[ASSIGNMENT]:
Output all entries verbatim.

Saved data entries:
★ ★ ★
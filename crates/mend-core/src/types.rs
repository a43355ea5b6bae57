//! Core type definitions for the Mend loop
//!
//! A model response is parsed into an ordered list of [`Directive`]s plus an
//! optional summary. Directives are applied strictly in order; each one
//! succeeds or fails on its own ([`ChangeResult`]), and one failure never
//! stops the rest of the batch.

use chrono::{DateTime, Utc};
use serde::{Deserialize, Serialize};
use uuid::Uuid;

/// A typed instruction extracted from a model response
#[derive(Debug, Clone, PartialEq, Eq, Serialize, Deserialize)]
#[serde(tag = "type", rename_all = "snake_case")]
pub enum Directive {
    /// Write `content` to `path` and commit it on `branch`
    ///
    /// Content is stored verbatim, including leading/trailing whitespace.
    FileChange {
        branch: String,
        path: String,
        content: String,
    },
    /// Shell commands proposed by the model
    ///
    /// Never executed automatically; surfaced to the operator for review.
    RunCommand { commands: String },
}

impl Directive {
    /// Short human-readable label used in results and logs
    pub fn describe(&self) -> String {
        match self {
            Directive::FileChange { branch, path, .. } => {
                format!("file {} on branch {}", path, branch)
            }
            Directive::RunCommand { commands } => {
                let first = commands.lines().next().unwrap_or("");
                format!("run: {}", first)
            }
        }
    }
}

/// A fenced block whose header matched no known directive shape
///
/// These produce no directive, but they are surfaced so the driver can warn
/// instead of dropping them without a trace.
#[derive(Debug, Clone, PartialEq, Eq, Serialize, Deserialize)]
pub struct SkippedBlock {
    /// The header line of the unrecognized block
    pub header: String,
}

/// Parser output: ordered directives, one summary, skipped blocks
#[derive(Debug, Clone, Default, PartialEq, Eq, Serialize, Deserialize)]
pub struct ParsedResponse {
    /// Directives in the order their blocks appear in the raw response
    pub directives: Vec<Directive>,
    /// Trimmed remainder of the first `summary=` line, or empty
    pub summary: String,
    /// Blocks that matched neither directive shape
    pub skipped: Vec<SkippedBlock>,
}

impl ParsedResponse {
    /// True if the response contained nothing actionable
    pub fn is_empty(&self) -> bool {
        self.directives.is_empty() && self.summary.is_empty()
    }
}

/// Per-directive application outcome
#[derive(Debug, Clone, PartialEq, Eq, Serialize, Deserialize)]
#[serde(tag = "outcome", rename_all = "snake_case")]
pub enum ChangeResult {
    /// The directive was fully applied (or, for run directives, queued)
    Applied { directive: String },
    /// The directive failed; the batch continues with the next one
    Failed { directive: String, reason: String },
}

impl ChangeResult {
    pub fn is_applied(&self) -> bool {
        matches!(self, ChangeResult::Applied { .. })
    }

    /// The directive label this result belongs to
    pub fn directive(&self) -> &str {
        match self {
            ChangeResult::Applied { directive } => directive,
            ChangeResult::Failed { directive, .. } => directive,
        }
    }
}

/// Result of applying one directive batch against the working tree
#[derive(Debug, Clone, Default, Serialize, Deserialize)]
pub struct ApplyReport {
    /// One result per directive, in application order
    pub results: Vec<ChangeResult>,
    /// Commands the model asked to run, queued for operator review
    pub proposed_commands: Vec<String>,
}

impl ApplyReport {
    /// Generate a summary string
    pub fn summary(&self) -> String {
        let applied = self.results.iter().filter(|r| r.is_applied()).count();
        let failed = self.results.len() - applied;

        let mut parts = Vec::new();
        if applied > 0 {
            parts.push(format!("{} applied", applied));
        }
        if failed > 0 {
            parts.push(format!("{} failed", failed));
        }
        if !self.proposed_commands.is_empty() {
            parts.push(format!("{} commands proposed", self.proposed_commands.len()));
        }

        if parts.is_empty() {
            "no directives".to_string()
        } else {
            parts.join(", ")
        }
    }

    pub fn has_failures(&self) -> bool {
        self.results.iter().any(|r| !r.is_applied())
    }
}

/// Full record of one self-healing run
#[derive(Debug, Clone, Serialize, Deserialize)]
pub struct RunReport {
    pub run_id: Uuid,
    pub timestamp: DateTime<Utc>,
    /// Summary extracted from the model response
    pub summary: String,
    pub directives_parsed: usize,
    pub blocks_skipped: usize,
    pub apply: ApplyReport,
}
★ ★ ★
[SOLUTION TO THIS TASK]:
filename crates/mend-core/src/types.rs
repository a43355ea5b6bae57
//! Core type definitions for the Mend loop
//!
//! A model response is parsed into an ordered list of [`Directive`]s plus an
//! optional summary. Directives are applied strictly in order; each one
//! succeeds or fails on its own ([`ChangeResult`]), and one failure never
//! stops the rest of the batch.

use chrono::{DateTime, Utc};
use serde::{Deserialize, Serialize};
use uuid::Uuid;

/// A typed instruction extracted from a model response
#[derive(Debug, Clone, PartialEq, Eq, Serialize, Deserialize)]
#[serde(tag = "type", rename_all = "snake_case")]
pub enum Directive {
    /// Write `content` to `path` and commit it on `branch`
    ///
    /// Content is stored verbatim, including leading/trailing whitespace.
    FileChange {
        branch: String,
        path: String,
        content: String,
    },
    /// Shell commands proposed by the model
    ///
    /// Never executed automatically; surfaced to the operator for review.
    RunCommand { commands: String },
}

impl Directive {
    /// Short human-readable label used in results and logs
    pub fn describe(&self) -> String {
        match self {
            Directive::FileChange { branch, path, .. } => {
                format!("file {} on branch {}", path, branch)
            }
            Directive::RunCommand { commands } => {
                let first = commands.lines().next().unwrap_or("");
                format!("run: {}", first)
            }
        }
    }
}

/// A fenced block whose header matched no known directive shape
///
/// These produce no directive, but they are surfaced so the driver can warn
/// instead of dropping them without a trace.
#[derive(Debug, Clone, PartialEq, Eq, Serialize, Deserialize)]
pub struct SkippedBlock {
    /// The header line of the unrecognized block
    pub header: String,
}

/// Parser output: ordered directives, one summary, skipped blocks
#[derive(Debug, Clone, Default, PartialEq, Eq, Serialize, Deserialize)]
pub struct ParsedResponse {
    /// Directives in the order their blocks appear in the raw response
    pub directives: Vec<Directive>,
    /// Trimmed remainder of the first `summary=` line, or empty
    pub summary: String,
    /// Blocks that matched neither directive shape
    pub skipped: Vec<SkippedBlock>,
}

impl ParsedResponse {
    /// True if the response contained nothing actionable
    pub fn is_empty(&self) -> bool {
        self.directives.is_empty() && self.summary.is_empty()
    }
}

/// Per-directive application outcome
#[derive(Debug, Clone, PartialEq, Eq, Serialize, Deserialize)]
#[serde(tag = "outcome", rename_all = "snake_case")]
pub enum ChangeResult {
    /// The directive was fully applied (or, for run directives, queued)
    Applied { directive: String },
    /// The directive failed; the batch continues with the next one
    Failed { directive: String, reason: String },
}

impl ChangeResult {
    pub fn is_applied(&self) -> bool {
        matches!(self, ChangeResult::Applied { .. })
    }

    /// The directive label this result belongs to
    pub fn directive(&self) -> &str {
        match self {
            ChangeResult::Applied { directive } => directive,
            ChangeResult::Failed { directive, .. } => directive,
        }
    }
}

/// Result of applying one directive batch against the working tree
#[derive(Debug, Clone, Default, Serialize, Deserialize)]
pub struct ApplyReport {
    /// One result per directive, in application order
    pub results: Vec<ChangeResult>,
    /// Commands the model asked to run, queued for operator review
    pub proposed_commands: Vec<String>,
}

impl ApplyReport {
    /// Generate a summary string
    pub fn summary(&self) -> String {
        let applied = self.results.iter().filter(|r| r.is_applied()).count();
        let failed = self.results.len() - applied;

        let mut parts = Vec::new();
        if applied > 0 {
            parts.push(format!("{} applied", applied));
        }
        if failed > 0 {
            parts.push(format!("{} failed", failed));
        }
        if !self.proposed_commands.is_empty() {
            parts.push(format!("{} commands proposed", self.proposed_commands.len()));
        }

        if parts.is_empty() {
            "no directives".to_string()
        } else {
            parts.join(", ")
        }
    }

    pub fn has_failures(&self) -> bool {
        self.results.iter().any(|r| !r.is_applied())
    }
}

/// Full record of one self-healing run
#[derive(Debug, Clone, Serialize, Deserialize)]
pub struct RunReport {
    pub run_id: Uuid,
    pub timestamp: DateTime<Utc>,
    /// Summary extracted from the model response
    pub summary: String,
    pub directives_parsed: usize,
    pub blocks_skipped: usize,
    pub apply: ApplyReport,
}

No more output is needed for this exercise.